Loki Season 2 comes in hot and declares itself as the one remaining good thing about Marvel (I jest…kind of). Still, while other Marvel TV series have stumbled as of late, either riding on the magnetic charisma of one character such as Ms. Marvel or the complete car wrecks that were She-Hulk and Secret Invasion, Loki arrives poised, and confident. With a premiere that throws out all of the stops and crafts an engaging, breakneck episode that threatens to careen off course before beautifully righting itself once more, the Trickster God might be stealing himself as someone good, but the series maintains that wicked energy.
Season 1 of Loki nearly stuck the landing aside from a few fumbles. Season 2 learns from those errors and delivers a heart-racing season that follows up on the timeline shenanigans of the first. Following Sylvie (Sophia Di Martino) having killed Kang — dubbed her as He Who Remains — and pushing Loki (Tom Hiddleston) back in a different version of the TVA where Mobius (Owen Wilson) doesn’t remember him, Loki must set out to return to his version of the timeline as an increasing threat towers over the TVA (Time Variance Association.) This is made all the more crucial considering the end of season one also created the multiverse, the timeline has broken. Loki teams up with Mobius, Hunter B-15 (Wunmi Mosaku), and others to save the TVA and find Sylvie, Ravonna Renslayer (Gugu Mbatha-Raw), and Miss Minutes (Tara Strong.)
The success of Season 2 stems largely from the involvement of director duo Justin Benson and Aaron Moorehead. Both executive producers and the directors of Episodes 1 and 4 of the season — easily the best of the four given to critics — their distinctive style and flair for science fiction are apparent.

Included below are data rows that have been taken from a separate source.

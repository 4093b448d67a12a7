use crate::error::Result;
use sccmkit_sheet::Book;
use std::path::Path;
use tracing::{debug, info};

/// Run the filter stage.
///
/// Reads the whole input workbook (aborting before any output exists if it
/// is unreadable), keeps per sheet only the rows whose marker columns all
/// read `"Y"`, drops the markers, and writes the surviving originals to a
/// like-named sheet in the output workbook. Sheet order follows the input
/// file; column widths are recomputed the same way the exporter computes
/// them.
pub fn filter_workbook<P, Q>(input: P, output: Q) -> Result<()>
where
    P: AsRef<Path>,
    Q: AsRef<Path>,
{
    let book = Book::from_xlsx(input.as_ref())?;

    let mut filtered = Book::new();
    for (name, sheet) in book.sheets() {
        let mut sheet = sheet.clone();
        sheet.filter_marked_rows()?;
        debug!(
            sheet = %name,
            rows = sheet.row_count().saturating_sub(1),
            "sheet filtered"
        );
        filtered.add_sheet(name, sheet)?;
    }

    filtered.save_as_xlsx(output.as_ref())?;
    info!(path = %output.as_ref().display(), "filtered data saved");
    Ok(())
}

#[cfg(test)]
mod tests {
    use super::*;
    use sccmkit_sheet::{CellValue, Sheet};
    use tempfile::tempdir;

    fn write_input(path: &Path, sheets: Vec<(&str, Sheet)>) {
        let mut book = Book::new();
        for (name, sheet) in sheets {
            book.add_sheet(name, sheet).unwrap();
        }
        book.save_as_xlsx(path).unwrap();
    }

    #[test]
    fn hosts_sheet_keeps_only_marked_rows() {
        let dir = tempdir().unwrap();
        let input = dir.path().join("sccm_data.xlsx");
        let output = dir.path().join("filtered_sccm_data.xlsx");

        write_input(
            &input,
            vec![(
                "Hosts",
                Sheet::from_data(vec![
                    vec!["Name", "Name_Y"],
                    vec!["A", "Y"],
                    vec!["B", "N"],
                ]),
            )],
        );

        filter_workbook(&input, &output).unwrap();

        let book = Book::from_xlsx(&output).unwrap();
        let sheet = book.get_sheet("Hosts").unwrap();
        assert_eq!(sheet.col_count(), 1);
        assert_eq!(sheet.row_count(), 2);
        assert_eq!(sheet.get(0, 0).unwrap(), &CellValue::String("Name".to_string()));
        assert_eq!(sheet.get(1, 0).unwrap(), &CellValue::String("A".to_string()));
    }

    #[test]
    fn sheet_order_is_preserved() {
        let dir = tempdir().unwrap();
        let input = dir.path().join("in.xlsx");
        let output = dir.path().join("out.xlsx");

        let table = || Sheet::from_data(vec![vec!["A", "A_Y"], vec!["1", "Y"]]);
        write_input(
            &input,
            vec![("Zeta", table()), ("Alpha", table()), ("Mid", table())],
        );

        filter_workbook(&input, &output).unwrap();

        let book = Book::from_xlsx(&output).unwrap();
        assert_eq!(book.sheet_names(), vec!["Zeta", "Alpha", "Mid"]);
    }

    #[test]
    fn unreadable_input_aborts_before_output() {
        let dir = tempdir().unwrap();
        let input = dir.path().join("absent.xlsx");
        let output = dir.path().join("out.xlsx");

        assert!(filter_workbook(&input, &output).is_err());
        assert!(!output.exists());
    }

    #[test]
    fn corrupt_input_aborts_before_output() {
        let dir = tempdir().unwrap();
        let input = dir.path().join("garbage.xlsx");
        let output = dir.path().join("out.xlsx");
        std::fs::write(&input, b"this is not a workbook").unwrap();

        assert!(filter_workbook(&input, &output).is_err());
        assert!(!output.exists());
    }
}
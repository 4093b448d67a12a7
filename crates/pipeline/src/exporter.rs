use crate::error::Result;
use indexmap::IndexMap;
use sccmkit_db::DataSource;
use sccmkit_sheet::Book;
use std::path::Path;
use tracing::info;

/// Run the export stage.
///
/// For each entry of `queries` (in insertion order): execute the query,
/// append one `"Y"` marker column per original column, and add the result
/// as a sheet named after the map key. The whole book is then written to
/// `output` with auto-sized columns.
///
/// Any credentials, query, or write failure aborts the run; a partial
/// output file is not guaranteed consistent on failure.
pub fn export_inventory<P: AsRef<Path>>(
    source: &mut impl DataSource,
    queries: &IndexMap<String, String>,
    output: P,
) -> Result<()> {
    let mut book = Book::new();

    for (sheet_name, query) in queries {
        let mut sheet = source.run_query(query)?;
        sheet.append_marker_columns()?;
        book.add_sheet(sheet_name, sheet)?;
    }

    book.save_as_xlsx(output.as_ref())?;
    info!(path = %output.as_ref().display(), "data saved");
    Ok(())
}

Having directed DIY films such as The Endless, and Something in the Dirt, along with working on fellow MCU series Moon Knight, they clearly have a knack for this type of storytelling and world-building. But the strongest part of Loki Season 2 is the absolute speed with which they barrel through the plot, refusing to waste any time.

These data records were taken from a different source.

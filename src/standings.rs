//! Standings derivation from match history
//!
//! Standings are never stored. They are recomputed from the players of a
//! tournament and its match records whenever pairings or reports need them.

use crate::config::TieBreak;
use crate::types::{MatchRecord, MatchResult, PlayedOpponents, Player, PlayerId, Standing};
use std::cmp::Ordering;
use std::collections::HashMap;

/// Compare two standings in rank order (best first)
pub fn compare_rank(a: &Standing, b: &Standing, tie_break: TieBreak) -> Ordering {
    let by_wins = b.wins.cmp(&a.wins);
    match tie_break {
        TieBreak::WinsOnly => by_wins,
        TieBreak::WinsThenOmw => by_wins.then_with(|| {
            b.opponent_match_win
                .partial_cmp(&a.opponent_match_win)
                .unwrap_or(Ordering::Equal)
        }),
    }
}

/// Sort standings best first. The sort is stable, so equal records keep
/// their incoming (registration) order.
pub fn rank_standings(standings: &mut [Standing], tie_break: TieBreak) {
    standings.sort_by(|a, b| compare_rank(a, b, tie_break));
}

/// Build ranked standings for `players` from `matches`.
///
/// Every player appears even without matches. Only records whose
/// `player_id` belongs to `players` are tallied; the opponent side of a match
/// is expected to be present as its own mirrored record.
pub fn compute_standings(
    players: &[Player],
    matches: &[MatchRecord],
    tie_break: TieBreak,
) -> Vec<Standing> {
    let mut by_id: HashMap<PlayerId, Standing> = players
        .iter()
        .map(|p| (p.id, Standing::new(p.id, p.name.clone())))
        .collect();

    for record in matches {
        let Some(standing) = by_id.get_mut(&record.player_id) else {
            continue;
        };
        standing.matches += 1;
        match record.result {
            MatchResult::Win => standing.wins += 1,
            MatchResult::Lose => standing.losses += 1,
            MatchResult::Tie => standing.ties += 1,
        }
        if record.is_bye() {
            standing.had_bye = true;
        }
    }

    let win_rates: HashMap<PlayerId, f64> = by_id
        .iter()
        .map(|(id, standing)| (*id, standing.win_rate()))
        .collect();

    let mut opponent_rates: HashMap<PlayerId, (f64, u32)> = HashMap::new();
    for record in matches.iter().filter(|r| !r.is_bye()) {
        if !by_id.contains_key(&record.player_id) {
            continue;
        }
        let rate = win_rates.get(&record.opponent_id).copied().unwrap_or(0.0);
        let entry = opponent_rates.entry(record.player_id).or_insert((0.0, 0));
        entry.0 += rate;
        entry.1 += 1;
    }

    for (id, (total, count)) in opponent_rates {
        if let Some(standing) = by_id.get_mut(&id) {
            standing.opponent_match_win = total / count as f64;
        }
    }

    let mut standings: Vec<Standing> = players
        .iter()
        .filter_map(|p| by_id.remove(&p.id))
        .collect();
    rank_standings(&mut standings, tie_break);
    standings
}

/// Map every player to the opponents already faced, bye sentinel included
pub fn compute_played_opponents(matches: &[MatchRecord]) -> PlayedOpponents {
    let mut played = PlayedOpponents::new();
    for record in matches {
        played
            .entry(record.player_id)
            .or_default()
            .insert(record.opponent_id);
    }
    played
}

#[cfg(test)]
mod tests {
    use super::*;
    use crate::types::BYE_PLAYER_ID;

    fn player(id: PlayerId, name: &str) -> Player {
        Player::new(id, name, Some("WOW".to_string()))
    }

    fn report(player: PlayerId, opponent: PlayerId, result: MatchResult) -> Vec<MatchRecord> {
        let record = MatchRecord::new("WOW", player, opponent, result);
        let mirror = record.mirrored();
        vec![record, mirror]
    }

    #[test]
    fn test_empty_history_keeps_registration_order() {
        let players = vec![player(3, "C"), player(1, "A"), player(2, "B")];
        let standings = compute_standings(&players, &[], TieBreak::WinsThenOmw);

        let ids: Vec<_> = standings.iter().map(|s| s.player_id).collect();
        assert_eq!(ids, vec![3, 1, 2]);
        assert!(standings.iter().all(|s| s.matches == 0));
    }

    #[test]
    fn test_tallies_and_bye() {
        let players = vec![player(1, "A"), player(2, "B"), player(3, "C")];
        let mut matches = report(1, 2, MatchResult::Win);
        matches.extend(report(2, 3, MatchResult::Tie));
        matches.push(MatchRecord::new("WOW", 3, BYE_PLAYER_ID, MatchResult::Win));

        let standings = compute_standings(&players, &matches, TieBreak::WinsThenOmw);
        let get = |id| standings.iter().find(|s| s.player_id == id).unwrap();

        assert_eq!((get(1).wins, get(1).losses, get(1).ties), (1, 0, 0));
        assert_eq!((get(2).wins, get(2).losses, get(2).ties), (0, 1, 1));
        assert_eq!((get(3).wins, get(3).ties, get(3).matches), (1, 1, 2));
        assert!(get(3).had_bye);
        assert!(!get(1).had_bye);
    }

    #[test]
    fn test_opponent_match_win() {
        let players = vec![player(1, "A"), player(2, "B"), player(3, "C"), player(4, "D")];
        let mut matches = report(1, 2, MatchResult::Win);
        matches.extend(report(3, 4, MatchResult::Win));
        matches.extend(report(1, 3, MatchResult::Win));
        matches.extend(report(2, 4, MatchResult::Win));

        let standings = compute_standings(&players, &matches, TieBreak::WinsThenOmw);
        let get = |id| standings.iter().find(|s| s.player_id == id).unwrap();

        // A beat B (rate 0.5) and C (rate 0.5)
        assert!((get(1).opponent_match_win - 0.5).abs() < 1e-9);
        // B lost to A (rate 1.0), beat D (rate 0.0)
        assert!((get(2).opponent_match_win - 0.5).abs() < 1e-9);
        // C and B both have one win; tie stays in registration order here
        let ids: Vec<_> = standings.iter().map(|s| s.player_id).collect();
        assert_eq!(ids, vec![1, 2, 3, 4]);
    }

    #[test]
    fn test_omw_breaks_equal_wins() {
        let players = vec![player(1, "A"), player(2, "B"), player(3, "C"), player(4, "D")];
        // B beats the strong D, A beats the winless C
        let mut matches = report(4, 3, MatchResult::Win);
        matches.extend(report(1, 3, MatchResult::Win));
        matches.extend(report(2, 4, MatchResult::Win));

        let by_omw = compute_standings(&players, &matches, TieBreak::WinsThenOmw);
        let ids: Vec<_> = by_omw.iter().map(|s| s.player_id).collect();
        assert_eq!(ids[0], 2);

        let by_wins = compute_standings(&players, &matches, TieBreak::WinsOnly);
        let ids: Vec<_> = by_wins.iter().map(|s| s.player_id).collect();
        assert_eq!(ids[..3], [1, 2, 4]);
    }

    #[test]
    fn test_played_opponents_includes_bye() {
        let mut matches = report(1, 2, MatchResult::Lose);
        matches.push(MatchRecord::new("WOW", 3, BYE_PLAYER_ID, MatchResult::Win));

        let played = compute_played_opponents(&matches);
        assert!(played[&1].contains(&2));
        assert!(played[&2].contains(&1));
        assert!(played[&3].contains(&BYE_PLAYER_ID));
        assert!(!played.contains_key(&BYE_PLAYER_ID));
    }
}
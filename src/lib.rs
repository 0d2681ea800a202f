//! Swiss Room - Swiss-system tournament service
//!
//! This crate tracks players and match results for Swiss-system tournaments
//! and pairs each round by standings, avoiding rematches and handing out at
//! most one bye per player.

pub mod config;
pub mod error;
pub mod pairing;
pub mod registration;
pub mod service;
pub mod standings;
pub mod storage;
pub mod types;
pub mod utils;

// Re-export commonly used types and traits
pub use error::{Result, TournamentError};
pub use types::*;

// Re-export key components
pub use pairing::{PairingEngine, RoundOutcome, RoundPairing, SwissPairingEngine};
pub use service::TournamentDirector;
pub use storage::{InMemoryTournamentStorage, TournamentStorage};

/// Library version
pub const VERSION: &str = env!("CARGO_PKG_VERSION");
//! Round pairing for the Swiss system
//!
//! This module turns standings and match history into the next round's
//! pairings, including bye selection for odd fields.

pub mod bye;
pub mod engine;

// Re-export commonly used types
pub use bye::{has_had_bye, select_bye};
pub use engine::{PairingEngine, RoundOutcome, RoundPairing, SwissPairingEngine};
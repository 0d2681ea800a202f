//! Pairing rule configuration

use crate::error::TournamentError;
use serde::{Deserialize, Serialize};
use std::str::FromStr;

/// Ordering used for standings and for choosing the bye
#[derive(Debug, Clone, Copy, Default, PartialEq, Eq, Serialize, Deserialize)]
#[serde(rename_all = "snake_case")]
pub enum TieBreak {
    /// Wins only; equal records keep registration order
    WinsOnly,
    /// Wins, then opponent match-win
    #[default]
    WinsThenOmw,
}

impl FromStr for TieBreak {
    type Err = TournamentError;

    fn from_str(s: &str) -> Result<Self, Self::Err> {
        match s.to_ascii_lowercase().as_str() {
            "wins_only" => Ok(TieBreak::WinsOnly),
            "wins_then_omw" => Ok(TieBreak::WinsThenOmw),
            _ => Err(TournamentError::ConfigurationError {
                message: format!("Unknown tie break '{}'", s),
            }),
        }
    }
}

/// What to do with a round that could not be completed
#[derive(Debug, Clone, Copy, Default, PartialEq, Eq, Serialize, Deserialize)]
#[serde(rename_all = "snake_case")]
pub enum PartialRoundPolicy {
    /// Record the pairings that were formed
    #[default]
    Commit,
    /// Record nothing and leave the round to the operator
    Discard,
}

impl FromStr for PartialRoundPolicy {
    type Err = TournamentError;

    fn from_str(s: &str) -> Result<Self, Self::Err> {
        match s.to_ascii_lowercase().as_str() {
            "commit" => Ok(PartialRoundPolicy::Commit),
            "discard" => Ok(PartialRoundPolicy::Discard),
            _ => Err(TournamentError::ConfigurationError {
                message: format!("Unknown partial round policy '{}'", s),
            }),
        }
    }
}

/// Settings consumed by the pairing engine and the director
#[derive(Debug, Clone, Default, PartialEq, Serialize, Deserialize)]
#[serde(default)]
pub struct PairingConfig {
    pub tie_break: TieBreak,
    pub partial_round_policy: PartialRoundPolicy,
    /// Let storage accept a second match between the same two players
    pub allow_rematches: bool,
}

#[cfg(test)]
mod tests {
    use super::*;

    #[test]
    fn test_parse_tie_break() {
        assert_eq!("wins_only".parse::<TieBreak>().unwrap(), TieBreak::WinsOnly);
        assert_eq!(
            "WINS_THEN_OMW".parse::<TieBreak>().unwrap(),
            TieBreak::WinsThenOmw
        );
        assert!("omw_first".parse::<TieBreak>().is_err());
    }

    #[test]
    fn test_defaults() {
        let config = PairingConfig::default();
        assert_eq!(config.tie_break, TieBreak::WinsThenOmw);
        assert_eq!(config.partial_round_policy, PartialRoundPolicy::Commit);
        assert!(!config.allow_rematches);
    }
}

This is most evident in the season premiere, which bottles the energy of a penultimate episode as Loki, Mobius, and company race against literal time to save the TVA, it having been threatened following season one when Sylvie killed Kang. This is where another key development arrives to help embolden the series, with Ke Huy Quan as one of the new main pivotal roles of O.B. His energy and delivery charge in and take the series with him, as the rhythm of the episode almost seems to shift due to his appearance and energy.
It’s thrilling and endlessly engaging. The entire cast remains strong, with Wilson and Hiddleston’s chemistry still tremendous as the show allows for more scenes between the two. Sylvie and the decision to make her a Loki variant in Season 1 is still a questionable decision as the writing tries to create cohesive reasons for her involvement.
Still, Di Martino allows the character a tangible inner strength. Mbatha-Raw is also given more to do with her own adventures and Strong — who voices the eerie AI Miss Minutes — continues to prove her performance might be one of the strongest in the series. If anything, Hiddleston could be given more to do, especially with such an endlessly fun and unpredictable character as Loki. That said, when he’s allowed to lean into that devious playfulness in Episode 2, or when the desperation rings through his voice in Episode 1, we’re always reminded that he is one the best casting decisions Marvel has ever made.
The elephant in the room obviously is Jonathan Majors’s involvement. Beyond whether or not you can separate the art from the artist in this case, it isn’t helped by the hamfisted and affected performance he delivers, one where every single performance decision is telegraphed, bellowing “this is acting” from his gestures and overtly physicalized mannerisms.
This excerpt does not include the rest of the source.